AFRAGOLA – All’inizio sembrava un’altra tragedia domestica, l’ennesimo dramma silenzioso maturato nel dolore di una solitudine invisibile. Quando i vigili del fuoco sono entrati in quell’abitazione di Afragola, lo scorso 31 luglio, si sono trovati di fronte una scena straziante: Vincenza Russo, 70 anni, era riversa a terra con il corpo devastato dalle fiamme, in fin di vita. Accanto a lei, il figlio Gaetano Giuseppe Moccia, 38 anni, appariva disperato. Diceva di aver fatto di tutto per salvarla, di aver cercato di spegnere il fuoco, di aver urlato aiuto per richiamare l’attenzione dei vicini. Tutto lasciava pensare a un tragico incidente o a un gesto estremo. Ma la verità, con il passare dei giorni, ha preso una piega ben diversa. Dopo due settimane di agonia in ospedale, Vincenza è morta il 15 agosto. E le indagini avviate subito dopo il ricovero hanno portato alla luce un orrore difficile da accettare: la donna non si era data fuoco. Era stata uccisa. E a farlo, secondo i carabinieri della stazione di Afragola e la Procura di Napoli Nord, sarebbe stato proprio il figlio.
La ricostruzione fatta dagli investigatori è agghiacciante: Gaetano Moccia, in un impeto di rabbia cieca, avrebbe cosparso la madre di alcol e poi le avrebbe dato fuoco con un accendino. Dopodiché si sarebbe seduto sul divano ad osservare la scena, ignorando le richieste di aiuto della madre. Una violenza brutale, nata – stando agli elementi raccolti – da un rapporto definito “morboso e tossico”, segnato da gelosie e dipendenza affettiva. La miccia che ha fatto esplodere l’odio? La scoperta che la madre, a 70 anni, aveva iniziato una nuova relazione sentimentale. Un fatto che Moccia, descritto come possessivo e incapace di accettare l’autonomia emotiva della madre, non sarebbe riuscito a tollerare.

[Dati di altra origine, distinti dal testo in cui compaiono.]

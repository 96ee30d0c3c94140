//! MCP (Model Context Protocol) server for process capture
//!
//! Every engine command is exposed as a tool. Structured inputs (events, node patches,
//! element snapshots, session state) are passed as JSON objects in the same shape the
//! intake and persisted documents use.

pub mod handler;
pub use handler::CaptureServer;

use crate::dom::{resolve_selectors, ElementSnapshot};
use crate::engine::intake::stamp_origin;
use crate::engine::FinalizeMode;
use crate::error::CaptureError;
use crate::event::Origin;
use crate::graph::{ActionKind, Branch, EdgeKind, NodeAction, NodePatch, NodeSpec, NodeType, SessionState};
use crate::synth::{SynthesisOptions, TargetFormat, WebDialect};
use rmcp::{
    tool_router, tool,
    ErrorData as McpError,
    model::{CallToolResult, Content},
    handler::server::wrapper::Parameters,
};
use schemars::JsonSchema;
use serde::de::DeserializeOwned;
use serde::{Deserialize, Serialize};
use serde_json::Value;

/// Begin recording window parameters
#[derive(Debug, Clone, Serialize, Deserialize, JsonSchema)]
pub struct BeginWindowParams {
    /// What the user is about to do, used as the step description
    #[serde(default)]
    pub intent: Option<String>,
}

/// Ingest event parameters
#[derive(Debug, Clone, Serialize, Deserialize, JsonSchema)]
pub struct IngestEventParams {
    /// Raw event object: kind, timestamp, context and the kind's payload fields
    pub event: Value,
    /// Origin used when the event has none: system, browser or auxiliary (default: browser)
    #[serde(default)]
    pub origin: Option<String>,
}

/// Finalize recording window parameters
#[derive(Debug, Clone, Serialize, Deserialize, JsonSchema)]
pub struct FinalizeWindowParams {
    /// quick (create the step), extend (keep recording) or review (preview sub-steps)
    #[serde(default = "default_mode")]
    pub mode: FinalizeMode,
}

/// Node id parameter
#[derive(Debug, Clone, Serialize, Deserialize, JsonSchema)]
pub struct NodeIdParams {
    pub node_id: String,
}

/// Mark node parameters
#[derive(Debug, Clone, Serialize, Deserialize, JsonSchema)]
pub struct MarkNodeParams {
    pub node_id: String,
    /// Flag or unflag the node as important (default: true)
    #[serde(default = "default_true")]
    pub important: bool,
}
use crate::event::Event;
use std::collections::VecDeque;

/// Chronological event buffer
///
/// Events are kept sorted by timestamp; equal timestamps keep arrival order. A bounded
/// buffer evicts its oldest entry when full.
#[derive(Debug, Clone, Default)]
pub struct EventBuffer {
    events: VecDeque<Event>,
    capacity: Option<usize>,
}

impl EventBuffer {
    /// Create a buffer holding at most `capacity` events
    pub fn bounded(capacity: usize) -> Self {
        Self {
            events: VecDeque::new(),
            capacity: Some(capacity.max(1)),
        }
    }

    pub fn unbounded() -> Self {
        Self::default()
    }

    /// Insert in timestamp order; returns the evicted event, if any
    pub fn push(&mut self, event: Event) -> Option<Event> {
        let at = self.events.partition_point(|e| e.timestamp() <= event.timestamp());
        self.events.insert(at, event);

        match self.capacity {
            Some(capacity) if self.events.len() > capacity => self.events.pop_front(),
            _ => None,
        }
    }

    pub fn len(&self) -> usize {
        self.events.len()
    }

    pub fn is_empty(&self) -> bool {
        self.events.is_empty()
    }

    pub fn iter(&self) -> impl Iterator<Item = &Event> {
        self.events.iter()
    }

    pub fn first_timestamp(&self) -> Option<u64> {
        self.events.front().map(Event::timestamp)
    }

    pub fn last_timestamp(&self) -> Option<u64> {
        self.events.back().map(Event::timestamp)
    }

    /// Ordered copy of the buffered events
    pub fn to_vec(&self) -> Vec<Event> {
        self.events.iter().cloned().collect()
    }

    /// Take every event out, leaving the buffer empty
    pub fn drain(&mut self) -> Vec<Event> {
        self.events.drain(..).collect()
    }

    pub fn clear(&mut self) {
        self.events.clear();
    }
}

#[cfg(test)]
mod tests {
    use super::*;

    fn nav(ts: u64, url: &str) -> Event {
        Event::navigation(ts, url)
    }

    #[test]
    fn test_orders_by_timestamp() {
        let mut buffer = EventBuffer::unbounded();
        buffer.push(nav(300, "c"));
        buffer.push(nav(100, "a"));
        buffer.push(nav(200, "b"));

        let stamps: Vec<u64> = buffer.iter().map(Event::timestamp).collect();
        assert_eq!(stamps, vec![100, 200, 300]);
        assert_eq!(buffer.first_timestamp(), Some(100));
        assert_eq!(buffer.last_timestamp(), Some(300));
    }

    #[test]
    fn test_ties_keep_arrival_order() {
        let mut buffer = EventBuffer::unbounded();
        buffer.push(nav(100, "first"));
        buffer.push(nav(100, "second"));
        buffer.push(nav(50, "earlier"));

        let urls: Vec<&str> = buffer.iter().filter_map(Event::page_url).collect();
        assert_eq!(urls, vec!["earlier", "first", "second"]);
    }

    #[test]
    fn test_bounded_evicts_oldest() {
        let mut buffer = EventBuffer::bounded(2);
        assert!(buffer.push(nav(1, "a")).is_none());
        assert!(buffer.push(nav(2, "b")).is_none());
        let evicted = buffer.push(nav(3, "c")).unwrap();
        assert_eq!(evicted.timestamp(), 1);
        assert_eq!(buffer.len(), 2);
    }

    #[test]
    fn test_drain_empties() {
        let mut buffer = EventBuffer::unbounded();
        buffer.push(nav(1, "a"));
        let events = buffer.drain();
        assert_eq!(events.len(), 1);
        assert!(buffer.is_empty());
    }
}
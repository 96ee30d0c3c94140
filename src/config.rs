use crate::error::Result;
use crate::event::{FileFilter, OwnProcessFilter};
use serde::{Deserialize, Serialize};
use std::path::Path;

/// Capture pipeline configuration
///
/// The timing thresholds are empirical defaults; tune them per environment.
#[derive(Debug, Clone, PartialEq, Serialize, Deserialize)]
#[serde(rename_all = "camelCase", default)]
pub struct CaptureConfig {
    /// Gap between two events that starts a new sub-step (ms)
    pub pause_threshold_ms: u64,

    /// Soft timeout of a recording window, measured from its first event (ms)
    pub window_duration_ms: u64,

    /// Bounded intake queue size
    pub intake_capacity: usize,

    /// Events kept in the session-wide chronological buffer
    pub session_buffer_capacity: usize,

    /// Clipboard content beyond this many characters is truncated
    pub clipboard_max_chars: usize,

    /// Reopen a recording window automatically after a soft timeout
    pub continuous: bool,

    pub own_process: OwnProcessFilter,

    pub file_filter: FileFilter,
}

impl Default for CaptureConfig {
    fn default() -> Self {
        Self {
            pause_threshold_ms: 3000,
            window_duration_ms: 30_000,
            intake_capacity: 1024,
            session_buffer_capacity: 10_000,
            clipboard_max_chars: 1000,
            continuous: false,
            own_process: OwnProcessFilter::default(),
            file_filter: FileFilter::default(),
        }
    }
}

impl CaptureConfig {
    /// Create config with default values
    pub fn new() -> Self {
        Self::default()
    }

    /// Load from a JSON file; missing keys keep their defaults
    pub fn from_file(path: impl AsRef<Path>) -> Result<Self> {
        let text = std::fs::read_to_string(path.as_ref())?;
        let config = serde_json::from_str(&text)?;
        log::debug!("Loaded capture config from {}", path.as_ref().display());
        Ok(config)
    }

    /// Set pause threshold
    pub fn pause_threshold_ms(mut self, ms: u64) -> Self {
        self.pause_threshold_ms = ms;
        self
    }

    /// Set recording window duration
    pub fn window_duration_ms(mut self, ms: u64) -> Self {
        self.window_duration_ms = ms;
        self
    }

    /// Set intake queue capacity
    pub fn intake_capacity(mut self, capacity: usize) -> Self {
        self.intake_capacity = capacity.max(1);
        self
    }

    /// Set session buffer capacity
    pub fn session_buffer_capacity(mut self, capacity: usize) -> Self {
        self.session_buffer_capacity = capacity;
        self
    }

    /// Set clipboard truncation length
    pub fn clipboard_max_chars(mut self, chars: usize) -> Self {
        self.clipboard_max_chars = chars;
        self
    }

    /// Enable or disable continuous recording
    pub fn continuous(mut self, continuous: bool) -> Self {
        self.continuous = continuous;
        self
    }

    /// Set the own-process filter
    pub fn own_process(mut self, filter: OwnProcessFilter) -> Self {
        self.own_process = filter;
        self
    }

    /// Set the file event filter
    pub fn file_filter(mut self, filter: FileFilter) -> Self {
        self.file_filter = filter;
        self
    }
}

#[cfg(test)]
mod tests {
    use super::*;
    use std::io::Write;

    #[test]
    fn test_defaults() {
        let config = CaptureConfig::default();
        assert_eq!(config.pause_threshold_ms, 3000);
        assert_eq!(config.window_duration_ms, 30_000);
        assert_eq!(config.clipboard_max_chars, 1000);
        assert!(!config.continuous);
    }

    #[test]
    fn test_builder() {
        let config = CaptureConfig::new().pause_threshold_ms(500).continuous(true).intake_capacity(0);
        assert_eq!(config.pause_threshold_ms, 500);
        assert!(config.continuous);
        assert_eq!(config.intake_capacity, 1);
    }

    #[test]
    fn test_from_file_partial() {
        let mut file = tempfile::NamedTempFile::new().unwrap();
        write!(file, r#"{{"pauseThresholdMs": 1200, "ownProcess": {{"appNames": ["Recorder"]}}}}"#).unwrap();

        let config = CaptureConfig::from_file(file.path()).unwrap();
        assert_eq!(config.pause_threshold_ms, 1200);
        assert_eq!(config.window_duration_ms, 30_000);
        assert_eq!(config.own_process.app_names, vec!["Recorder"]);
        assert!(config.own_process.url_prefixes.is_empty());
    }

    #[test]
    fn test_from_file_missing() {
        assert!(CaptureConfig::from_file("/nonexistent/capture.json").is_err());
    }
}
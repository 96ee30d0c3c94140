//! Process-capture MCP Server
//!
//! This binary provides a Model Context Protocol (MCP) server for process capture.
//! MCP clients feed it captured events and commands, and read back generated scripts,
//! documentation and diagrams.

use process_capture::mcp::CaptureServer;
use process_capture::{CaptureConfig, CaptureEngine, ProcessGraph};
use clap::{Parser, ValueEnum};
use rmcp::{ServiceExt, transport::stdio};
use std::path::PathBuf;

#[cfg(feature = "mcp-server")]
use rmcp::transport::{
    sse_server::{SseServer, SseServerConfig},
    streamable_http_server::{StreamableHttpService, session::local::LocalSessionManager},
};

#[cfg(feature = "mcp-server")]
use tokio_util::sync::CancellationToken;

#[derive(Debug, Clone, Copy, ValueEnum)]
enum Transport {
    /// Standard input/output transport (default)
    Stdio,
    /// Server-Sent Events transport
    Sse,
    /// HTTP streamable transport
    Http,
}

#[derive(Parser)]
#[command(name = "process-capture-mcp")]
#[command(version)]
#[command(about = "Process capture MCP server", long_about = None)]
struct Cli {
    /// JSON capture configuration (thresholds, filters)
    #[arg(long, short = 'c', value_name = "FILE")]
    config: Option<PathBuf>,

    /// Persisted graph to continue
    #[arg(long, value_name = "FILE")]
    graph: Option<PathBuf>,

    /// Reopen the recording window automatically after a soft timeout
    #[arg(long)]
    continuous: bool,

    /// Transport type to use
    #[arg(long, short = 't', value_enum, default_value = "stdio")]
    transport: Transport,

    /// Port for SSE or HTTP transport (default: 3000)
    #[arg(long, short = 'p', default_value = "3000")]
    port: u16,

    /// SSE endpoint path (default: /sse)
    #[arg(long, default_value = "/sse")]
    sse_path: String,

    /// SSE POST path for messages (default: /message)
    #[arg(long, default_value = "/message")]
    sse_post_path: String,

    /// HTTP streamable endpoint path (default: /mcp)
    #[arg(long, default_value = "/mcp")]
    http_path: String,
}

fn build_server(cli: &Cli) -> Result<CaptureServer, Box<dyn std::error::Error>> {
    let mut config = match &cli.config {
        Some(path) => CaptureConfig::from_file(path)?,
        None => CaptureConfig::default(),
    };
    if cli.continuous {
        config = config.continuous(true);
    }

    let mut engine = CaptureEngine::new(config);
    if let Some(path) = &cli.graph {
        let json = std::fs::read_to_string(path)?;
        engine = engine.with_graph(ProcessGraph::from_json(&json)?);
        eprintln!("Loaded graph: {}", path.display());
    }
    Ok(CaptureServer::with_engine(engine))
}

#[tokio::main(flavor = "current_thread")]
async fn main() -> Result<(), Box<dyn std::error::Error>> {
    env_logger::Builder::from_env(env_logger::Env::default().default_filter_or("info"))
        .target(env_logger::Target::Stderr)
        .init();

    let cli = Cli::parse();

    eprintln!("Process-capture MCP Server v{}", env!("CARGO_PKG_VERSION"));
    if let Some(ref path) = cli.config {
        eprintln!("Config: {}", path.display());
    }

    // One engine for every connection
    let service = build_server(&cli)?;

    // Route to appropriate transport
    match cli.transport {
        Transport::Stdio => {
            eprintln!("Transport: stdio");
            eprintln!("Ready to accept MCP connections via stdio");
            let server = service.serve(stdio()).await?;
            let quit_reason = server.waiting().await?;
            eprintln!("Server quit with reason: {:?}", quit_reason);
        }
        Transport::Sse => {
            eprintln!("Transport: SSE");
            eprintln!("Port: {}", cli.port);
            eprintln!("SSE path: {}", cli.sse_path);
            eprintln!("SSE POST path: {}", cli.sse_post_path);

            let bind_addr = format!("127.0.0.1:{}", cli.port);

            // Create SSE server configuration
            let config = SseServerConfig {
                bind: bind_addr.parse()?,
                sse_path: cli.sse_path.clone(),
                post_path: cli.sse_post_path.clone(),
                ct: CancellationToken::new(),
                sse_keep_alive: None,
            };

            let (sse_server, router) = SseServer::new(config);

            eprintln!(
                "Ready to accept MCP connections at http://{}{}",
                bind_addr, cli.sse_path
            );

            let _cancellation_token = sse_server.with_service(move || service.clone());

            let listener = tokio::net::TcpListener::bind(&bind_addr).await?;
            axum::serve(listener, router.into_make_service()).await?;
        }
        Transport::Http => {
            eprintln!("Transport: HTTP streamable");
            eprintln!("Port: {}", cli.port);
            eprintln!("HTTP path: {}", cli.http_path);

            let bind_addr = format!("127.0.0.1:{}", cli.port);

            let service_factory = move || Ok::<_, std::io::Error>(service.clone());

            let http_service = StreamableHttpService::new(
                service_factory,
                LocalSessionManager::default().into(),
                Default::default(),
            );

            let router = axum::Router::new().nest_service(&cli.http_path, http_service);

            eprintln!(
                "Ready to accept MCP connections at http://{}{}",
                bind_addr, cli.http_path
            );

            let listener = tokio::net::TcpListener::bind(bind_addr).await?;
            axum::serve(listener, router).await?;
        }
    }

    Ok(())
}
use serde::{Deserialize, Serialize};
use serde_json::Value;
use std::time::{SystemTime, UNIX_EPOCH};

/// Captured browser session, passed through untouched into generated code
#[derive(Debug, Clone, Default, PartialEq, Serialize, Deserialize)]
#[serde(rename_all = "camelCase")]
pub struct SessionState {
    #[serde(default)]
    pub cookies: Vec<Value>,

    #[serde(default)]
    pub origins: Vec<OriginStorage>,

    #[serde(default)]
    pub metadata: SessionMetadata,
}

#[derive(Debug, Clone, PartialEq, Serialize, Deserialize)]
#[serde(rename_all = "camelCase")]
pub struct OriginStorage {
    pub origin: String,

    #[serde(default = "empty_list")]
    pub local_storage: Value,

    #[serde(default = "empty_list")]
    pub session_storage: Value,
}

fn empty_list() -> Value {
    Value::Array(Vec::new())
}

#[derive(Debug, Clone, Default, PartialEq, Serialize, Deserialize)]
#[serde(rename_all = "camelCase")]
pub struct SessionMetadata {
    #[serde(default, skip_serializing_if = "Option::is_none")]
    pub captured_at: Option<String>,

    #[serde(default, skip_serializing_if = "Option::is_none")]
    pub url: Option<String>,

    #[serde(default, skip_serializing_if = "Option::is_none")]
    pub domain: Option<String>,
}

impl SessionState {
    /// Playwright `storageState` document (cookies and origins only)
    pub fn storage_state(&self) -> Value {
        serde_json::json!({
            "cookies": self.cookies,
            "origins": self.origins,
        })
    }

    pub fn cookie_count(&self) -> usize {
        self.cookies.len()
    }
}

/// Graph-level information persisted alongside nodes and edges
#[derive(Debug, Clone, PartialEq, Serialize, Deserialize)]
#[serde(rename_all = "camelCase")]
pub struct GraphMetadata {
    pub name: String,

    /// Milliseconds since the Unix epoch
    pub created_at: u64,
    pub updated_at: u64,

    #[serde(default, skip_serializing_if = "Option::is_none")]
    pub session_state: Option<SessionState>,
}

impl GraphMetadata {
    pub fn new(name: impl Into<String>) -> Self {
        let now = now_ms();
        Self {
            name: name.into(),
            created_at: now,
            updated_at: now,
            session_state: None,
        }
    }

    pub(crate) fn touch(&mut self) {
        self.updated_at = now_ms();
    }
}

impl Default for GraphMetadata {
    fn default() -> Self {
        Self::new("Untitled process")
    }
}

pub(crate) fn now_ms() -> u64 {
    SystemTime::now()
        .duration_since(UNIX_EPOCH)
        .map(|d| d.as_millis() as u64)
        .unwrap_or_default()
}

#[cfg(test)]
mod tests {
    use super::*;

    #[test]
    fn test_session_state_shape() {
        let state: SessionState = serde_json::from_value(serde_json::json!({
            "cookies": [{"name": "sid", "value": "abc", "domain": ".example.com"}],
            "origins": [{"origin": "https://example.com", "localStorage": [{"name": "k", "value": "v"}]}],
            "metadata": {"capturedAt": "2024-05-01T10:00:00Z", "domain": "example.com"}
        }))
        .unwrap();

        assert_eq!(state.cookie_count(), 1);
        assert_eq!(state.origins[0].origin, "https://example.com");
        let storage = state.storage_state();
        assert_eq!(storage["cookies"][0]["name"], "sid");
        assert_eq!(storage["origins"][0]["localStorage"][0]["value"], "v");
        assert!(storage.get("metadata").is_none());
    }
}
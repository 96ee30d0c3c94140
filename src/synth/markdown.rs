use crate::event::correlate::FlowEndpoint;
use crate::synth::emitter::{EmitContext, Emitter};
use crate::synth::plan::{Locator, Plan, PlanItem, Statement, StepPlan, TextValue};
use crate::synth::web::file_note;
use crate::synth::TargetFormat;
use std::fmt::Write;

/// `documentation` emitter: human-readable Markdown walkthrough
#[derive(Debug, Default, Clone, Copy)]
pub struct MarkdownEmitter;

impl Emitter for MarkdownEmitter {
    fn format(&self) -> TargetFormat {
        TargetFormat::Documentation
    }

    fn description(&self) -> &str {
        "Markdown process documentation"
    }

    fn emit(&self, context: EmitContext<'_>) -> String {
        let plan = context.plan;
        let mut out = String::new();

        let _ = writeln!(out, "# {}\n", plan.title);
        let _ = writeln!(
            out,
            "Generated from {} captured step{}.\n",
            plan.step_count(),
            if plan.step_count() == 1 { "" } else { "s" }
        );

        if let Some(state) = &plan.session_state {
            let mut note = format!("> Session state restored from capture: {} cookie(s)", state.cookie_count());
            if let Some(domain) = &state.metadata.domain {
                let _ = write!(note, " for {}", domain);
            }
            if let Some(at) = &state.metadata.captured_at {
                let _ = write!(note, ", captured {}", at);
            }
            note.push_str(". Session setup steps are skipped.");
            let _ = writeln!(out, "{}\n", note);
        }

        out.push_str("## Steps\n\n");
        if plan.items.is_empty() {
            out.push_str("_No steps captured._\n\n");
        }
        render_items(&mut out, &plan.items, 3);

        render_data_flows(&mut out, plan);

        if !plan.warnings.is_empty() {
            out.push_str("## Warnings\n\n");
            for warning in &plan.warnings {
                let _ = writeln!(out, "- {}", warning);
            }
            out.push('\n');
        }

        let trimmed = out.trim_end().len();
        out.truncate(trimmed);
        out.push('\n');
        out
    }
}

fn heading(level: usize) -> String {
    "#".repeat(level.min(6))
}

fn render_items(out: &mut String, items: &[PlanItem], level: usize) {
    for item in items {
        match item {
            PlanItem::Step(step) => render_step(out, step, level),
            PlanItem::Skipped {
                step,
                description,
                reason,
                ..
            } => {
                let _ = writeln!(out, "{} Step {}: {} (skipped)\n", heading(level), step, description);
                let _ = writeln!(out, "Skipped: {}.\n", reason);
            }
            PlanItem::Reference { step, description } => {
                let _ = writeln!(out, "_Continues at step {}: {}_\n", step, description);
            }
            PlanItem::Decision(decision) => {
                let _ = writeln!(
                    out,
                    "{} Step {}: {} (decision)\n",
                    heading(level),
                    decision.step,
                    decision.description
                );
                if decision.branches.is_empty() {
                    out.push_str("_No branches defined._\n\n");
                }
                for branch in &decision.branches {
                    if branch.label.is_empty() || branch.label == branch.condition {
                        let _ = writeln!(out, "**If {}**\n", code(&branch.condition));
                    } else {
                        let _ = writeln!(out, "**If {}: {}**\n", code(&branch.condition), branch.label);
                    }
                    if branch.items.is_empty() {
                        out.push_str("_No steps recorded for this branch._\n\n");
                    }
                    render_items(out, &branch.items, level + 1);
                }
            }
        }
    }
}

fn render_step(out: &mut String, step: &StepPlan, level: usize) {
    let _ = writeln!(out, "{} Step {}: {}\n", heading(level), step.step, step.description);
    let _ = writeln!(out, "- **Type:** {}", step.node_type);

    let context = &step.context;
    if let Some(application) = &context.application {
        let _ = writeln!(out, "- **Application:** {}", application);
    }
    if let Some(title) = &context.window_title {
        let _ = writeln!(out, "- **Window:** {}", title);
    }
    if let Some(url) = &context.url {
        let _ = writeln!(out, "- **URL:** {}", url);
    }

    if let Some(selectors) = &step.selectors {
        let best = selectors.best();
        let _ = writeln!(
            out,
            "- **Selector:** {} ({}, stability {:.2})",
            code(&best.selector),
            best.strategy,
            best.stability_score
        );
        let fallbacks: Vec<String> = selectors
            .iter()
            .skip(1)
            .map(|c| format!("{} ({})", code(&c.selector), c.strategy))
            .collect();
        if !fallbacks.is_empty() {
            let _ = writeln!(out, "- **Fallbacks:** {}", fallbacks.join(", "));
        }
        if let Some(path) = selectors.pierce_path() {
            let _ = writeln!(out, "- **Shadow DOM path:** {}", code(path));
        }
    }
    out.push('\n');

    let mut n = 0;
    for statement in &step.statements {
        if let Statement::WaitFor { .. } = statement {
            continue;
        }
        n += 1;
        let _ = writeln!(out, "{}. {}", n, describe(statement));
    }
    if n > 0 {
        out.push('\n');
    }
}

/// One-line prose for a statement
fn describe(statement: &Statement) -> String {
    match statement {
        Statement::Navigate { url } => format!("Open {}", url),
        Statement::WaitFor { locator } => format!("Wait for {}", target(locator)),
        Statement::Click { locator } => format!("Click {}", target(locator)),
        Statement::ClickAt { x, y } => format!("Click at screen position ({}, {})", x, y),
        Statement::Fill { locator, value } => format!("Fill {} with {}", target(locator), text(value)),
        Statement::TypeText { value } => format!("Type {}", text(value)),
        Statement::PressKey { locator, key } => match locator {
            Some(locator) => format!("Press {} in {}", code(&key.combo()), target(locator)),
            None => format!("Press {}", code(&key.combo())),
        },
        Statement::Assert { locator, text } => match text {
            Some(text) => format!("Check that {} shows \"{}\"", target(locator), text),
            None => format!("Check that {} is visible", target(locator)),
        },
        Statement::Wait { ms } => format!("Wait {} ms", ms),
        Statement::CopyData { preview, data_type } => format!("Copy {}: \"{}\"", data_type, preview),
        Statement::FileOperation { op, path, dest } => file_note(*op, path, dest.as_deref()),
        Statement::Comment(text) => format!("_{}_", text),
        Statement::Warning(text) => format!("**Warning:** {}", text),
    }
}

fn target(locator: &Locator) -> String {
    code(&locator.selector)
}

fn text(value: &TextValue) -> String {
    match value {
        TextValue::Literal(text) => format!("\"{}\"", text),
        TextValue::Secret { env } => format!("the secret stored in {}", code(env)),
    }
}

/// Inline code span that survives backticks in the content
fn code(text: &str) -> String {
    if text.contains('`') {
        format!("`` {} ``", text)
    } else {
        format!("`{}`", text)
    }
}

fn render_data_flows(out: &mut String, plan: &Plan) {
    if plan.data_flows.is_empty() {
        return;
    }
    out.push_str("## Data flows\n\n");
    out.push_str("| From | To | Data | Transformation |\n");
    out.push_str("| --- | --- | --- | --- |\n");
    for flow in &plan.data_flows {
        let _ = writeln!(
            out,
            "| {} | {} | {}: {} | {} |",
            endpoint(&flow.source),
            endpoint(&flow.destination),
            flow.data_type,
            flow.preview.replace('|', "\\|"),
            flow.transformation
        );
    }
    out.push('\n');
}

fn endpoint(endpoint: &FlowEndpoint) -> String {
    let application = endpoint.application.as_deref().unwrap_or("unknown application");
    match &endpoint.document {
        Some(document) => format!("{} ({})", application, document),
        None => application.to_string(),
    }
}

Chi lo conosceva non lo descriveva come un uomo violento, almeno in apparenza. E nemmeno le sue condizioni psichiche sembravano
incompatibili con la vita sociale. Soffre di schizofrenia paranoidea, ma la malattia era tenuta sotto controllo da anni grazie a una terapia farmacologica regolare. Proprio per questo, dopo essere stato sottoposto a consulenza psichiatrica, è stato ritenuto capace di intendere e di volere. Nonostante la patologia, per la giustizia italiana, può rispondere delle sue azioni. Ieri mattina, a chiudere il cerchio investigativo, l’arresto. I carabinieri hanno eseguito un’ordinanza di custodia cautelare in carcere per omicidio volontario aggravato. Una decisione che segna la fine dell’inchiesta, ma non certo del dolore: quello di una donna che, forse per troppo amore verso un figlio fragile, ha pagato con la vita la speranza di rifarsi un’esistenza. La comunità di Afragola è sconvolta. Una vicenda che lascia senza parole, perché dietro le mura di casa, in quella che dovrebbe essere una zona sicura, si è consumata una delle forme più crudeli di violenza: quella che nasce tra le pieghe malate degli affetti.